• [Stored data]
"""

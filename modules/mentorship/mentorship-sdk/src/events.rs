//! Transport-agnostic domain events.
//!
//! Published after every successful state change so collaborators
//! (dashboards, notifiers) can re-query their read models.

use time::OffsetDateTime;
use uuid::Uuid;

use crate::models::{RequestStatus, SessionStatus};

#[derive(Debug, Clone, PartialEq, Eq)]
pub enum MentorshipEvent {
    RequestCreated {
        id: Uuid,
        mentor_id: Uuid,
        mentee_id: Uuid,
        at: OffsetDateTime,
    },
    RequestDecided {
        id: Uuid,
        status: RequestStatus,
        at: OffsetDateTime,
    },
    RequestCancelled {
        id: Uuid,
        at: OffsetDateTime,
    },
    SessionBooked {
        id: Uuid,
        mentor_id: Uuid,
        mentee_id: Uuid,
        date: OffsetDateTime,
        at: OffsetDateTime,
    },
    SessionStatusChanged {
        id: Uuid,
        status: SessionStatus,
        at: OffsetDateTime,
    },
    SlotsReplaced {
        mentor_id: Uuid,
        count: usize,
        at: OffsetDateTime,
    },
}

"""

• [Problem requirements] Your task is to retype all of the records exactly.

• [Solution for this task]
filename modules/mentorship/mentorship-sdk/src/events.rs
//! Transport-agnostic domain events.
//!
//! Published after every successful state change so collaborators
//! (dashboards, notifiers) can re-query their read models.

use time::OffsetDateTime;
use uuid::Uuid;

use crate::models::{RequestStatus, SessionStatus};

#[derive(Debug, Clone, PartialEq, Eq)]
pub enum MentorshipEvent {
    RequestCreated {
        id: Uuid,
        mentor_id: Uuid,
        mentee_id: Uuid,
        at: OffsetDateTime,
    },
    RequestDecided {
        id: Uuid,
        status: RequestStatus,
        at: OffsetDateTime,
    },
    RequestCancelled {
        id: Uuid,
        at: OffsetDateTime,
    },
    SessionBooked {
        id: Uuid,
        mentor_id: Uuid,
        mentee_id: Uuid,
        date: OffsetDateTime,
        at: OffsetDateTime,
    },
    SessionStatusChanged {
        id: Uuid,
        status: SessionStatus,
        at: OffsetDateTime,
    },
    SlotsReplaced {
        mentor_id: Uuid,
        count: usize,
        at: OffsetDateTime,
    },
}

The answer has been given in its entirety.